This reminds us of...
The moment you check into a hotel lobby.
Try this if...
You are looking for a more subtle sweetness in your umeshus.
Pssst, did you know...
The green tea used in this was harvested from the Uji region in Japan and brewed via cold brew method to minimise bitterness and yield a more subtle flavour.
Addictive tangy-sweet plum flavor aside, part of the reason why umeshu has come to be so popular in Japan also comes down to its accessibility.
Unlike most other types of alcohol, umeshu is incredibly easy to make on your own at home. While technically called plum wine, umeshu doesn’t have to be fermented like wine, and the basic steps of making a batch involve just combining ume, sugar and neutral spirit into a sealed container and leaving it to steep for some time.
Umeshu lends itself well to being made at home. To make umeshu, ume plums are left to steep in a pre-made spirit and sugar. (Image source: Justonecookbook).
The simplicity of this process also exempts umeshu from Japan's otherwise strict laws forbidding the production of alcoholic beverages at home. Even the act of fermenting a batch of your own homemade beer - let alone distilling alcohol - can get you into the crosshairs of authorities. However, since umeshu essentially just involves soaking fruit and sugar into pre-made liquor, minimal added alcohol is created during this process. Hence, it’s completely legal to be making this stuff at home. In fact, it’s somewhat of a custom for mothers in Japan to make a batch of umeshu on their kid’s birth day, before opening the container once the kid reaches a legal drinking age.
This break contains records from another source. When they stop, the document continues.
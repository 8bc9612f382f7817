use serde::{Deserialize, Serialize};

// ---------------------------------------------------------------------------
// Section: which part of the decklist an entry came from
// ---------------------------------------------------------------------------

#[derive(Debug, Clone, Copy, PartialEq, Eq, Hash, Serialize, Deserialize)]
pub enum Section {
    Main,
    Sideboard,
    Commander,
}

// ---------------------------------------------------------------------------
// DeckEntry: one parsed decklist line
// ---------------------------------------------------------------------------

#[derive(Debug, Clone, PartialEq, Eq, Serialize, Deserialize)]
#[serde(rename_all = "camelCase")]
pub struct DeckEntry {
    pub original_line: String,
    pub qty: u32,
    pub card_name: String,
    pub section: Section,
    /// Whether the entry takes part in matching and pricing.
    pub include: bool,
    pub set_code_hint: Option<String>,
    pub collector_number_hint: Option<String>,
    /// Raw content of the trailing parenthetical, whatever it held.
    pub raw_set_hint: Option<String>,
}

impl DeckEntry {
    /// A bare main-deck entry with no hints.
    pub fn new(qty: u32, card_name: impl Into<String>) -> Self {
        let card_name = card_name.into();
        Self {
            original_line: format!("{} {}", qty, card_name),
            qty,
            card_name,
            section: Section::Main,
            include: true,
            set_code_hint: None,
            collector_number_hint: None,
            raw_set_hint: None,
        }
    }

    pub fn with_set_hint(mut self, set_code: impl Into<String>) -> Self {
        self.set_code_hint = Some(set_code.into());
        self
    }
}
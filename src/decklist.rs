//! Free-text decklist parsing.
//!
//! Accepts the common export shape `<qty> <card name>[ (SET[ NUM])][ - note]`
//! with a `SIDEBOARD:` marker line. A blank line after the sideboard starts
//! the commander section. Lines that do not start with a quantity are skipped.

use std::sync::LazyLock;

use regex::Regex;

use crate::models::{DeckEntry, Section};

static CARD_LINE_RE: LazyLock<Regex> = LazyLock::new(|| {
    Regex::new(r"^(SB:\s*)?(\d+)[xX]?\s+(.+)$").expect("Invalid card line regex")
});

/// A parenthetical group, plus whatever follows it on the line.
static PAREN_RE: LazyLock<Regex> =
    LazyLock::new(|| Regex::new(r"\(([^()]*)\)([^()]*)$").expect("Invalid parenthetical regex"));

static SET_AND_NUMBER_RE: LazyLock<Regex> = LazyLock::new(|| {
    Regex::new(r"^([A-Za-z0-9]{2,5})[ -](\d+[A-Za-z]?)$").expect("Invalid set/number regex")
});

static BARE_SET_RE: LazyLock<Regex> =
    LazyLock::new(|| Regex::new(r"^[A-Za-z0-9]{2,5}$").expect("Invalid bare set regex"));

const SIDEBOARD_MARKER: &str = "SIDEBOARD:";
const NOTE_SEPARATOR: &str = " - ";

/// Parse decklist text into entries, preserving input order.
///
/// Main-deck entries are always included. Sideboard and commander entries are
/// still produced when excluded, with `include` set from the matching flag.
pub fn parse(text: &str, include_sideboard: bool, include_commanders: bool) -> Vec<DeckEntry> {
    let lines: Vec<&str> = text.lines().map(|l| l.trim()).collect();
    let last_content = lines.iter().rposition(|l| !l.is_empty());
    let mut section = Section::Main;
    let mut entries = Vec::new();

    for (i, line) in lines.iter().enumerate() {
        if line.is_empty() {
            let more_follows = last_content.is_some_and(|last| last > i);
            if section == Section::Sideboard && more_follows {
                section = Section::Commander;
            }
            continue;
        }

        if line.eq_ignore_ascii_case(SIDEBOARD_MARKER) {
            section = Section::Sideboard;
            continue;
        }

        let Some(mut entry) = parse_line(line) else {
            log::debug!("Skipping decklist line without quantity: {:?}", line);
            continue;
        };

        // an `SB:` prefix marks that one line as sideboard
        if entry.section == Section::Main {
            entry.section = section;
        }
        entry.include = match entry.section {
            Section::Main => true,
            Section::Sideboard => include_sideboard,
            Section::Commander => include_commanders,
        };
        entries.push(entry);
    }

    entries
}

/// Parse one trimmed card line, or `None` if it has no leading quantity.
///
/// The returned entry is in `Main` unless the line carries an `SB:` prefix.
pub fn parse_line(line: &str) -> Option<DeckEntry> {
    let caps = CARD_LINE_RE.captures(line)?;
    let qty: u32 = caps[2].parse().ok().filter(|q| *q > 0)?;
    let section = if caps.get(1).is_some() {
        Section::Sideboard
    } else {
        Section::Main
    };

    let mut rest = caps[3].trim().to_string();
    let mut set_code_hint = None;
    let mut collector_number_hint = None;
    let mut raw_set_hint = None;

    let hint = PAREN_RE.captures(&rest).and_then(|paren| {
        let trailing = paren[2].trim();
        if !(trailing.is_empty() || trailing.starts_with('-')) {
            return None;
        }
        let (whole, inner) = (paren.get(0)?, paren.get(1)?);
        Some((whole.start()..inner.end() + 1, inner.as_str().trim().to_string()))
    });

    if let Some((range, content)) = hint {
        if let Some(sn) = SET_AND_NUMBER_RE.captures(&content) {
            set_code_hint = Some(sn[1].to_uppercase());
            collector_number_hint = Some(sn[2].to_string());
        } else if BARE_SET_RE.is_match(&content) {
            set_code_hint = Some(content.to_uppercase());
        }
        raw_set_hint = Some(content);
        // keep any text after the group so a trailing note is still stripped
        rest.replace_range(range, "");
    }

    if let Some(at) = rest.find(NOTE_SEPARATOR) {
        rest.truncate(at);
    }

    let card_name = rest.split_whitespace().collect::<Vec<_>>().join(" ");
    if card_name.is_empty() {
        return None;
    }

    Some(DeckEntry {
        original_line: line.to_string(),
        qty,
        card_name,
        section,
        include: true,
        set_code_hint,
        collector_number_hint,
        raw_set_hint,
    })
}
One day, I always tell myself, I’m going to make my own batch. Yet, despite the relative ease of making umeshu, I'll admit it might be long time before I get to doing it. Each time the thought occurs to me, my next thought follows: “But there’s already a bottle of Green Tea Choya in your fridge. Can your own home-made umeshu top that?” Probably not.
Choya Uji Green Tea Umeshu - Tasting Notes
Color: Light yellow, jasmine tea
Aroma: Notes of fragrant jasmines, sour plum. There's a crispness to it that smells like the air around you when there's fresh snow during winter.
Taste: My immediate throught is that this tastes like green tea cold brew! Here, the tea note has a more roasted quality to it - a hojicha variation rather than a milky matcha. This blends really nicely with notes of fresh plum and some light honey.
This umeshu is very, very light-bodied and the sweetness is really subtle.
Finish: Short, with a mild dryness and slight bitterness. The fresh plum note I get on the palate here evolves in the finish to resemble more of a preserved plum (with more faint fermented taste).
It’s welcoming, refreshing, and hospitable. Think of the moment you check into a hotel, and the reception serves you a slightly sweetened ice tea drink that signals it’s time to relax. Light and approachable in a way that would appeal to everyone.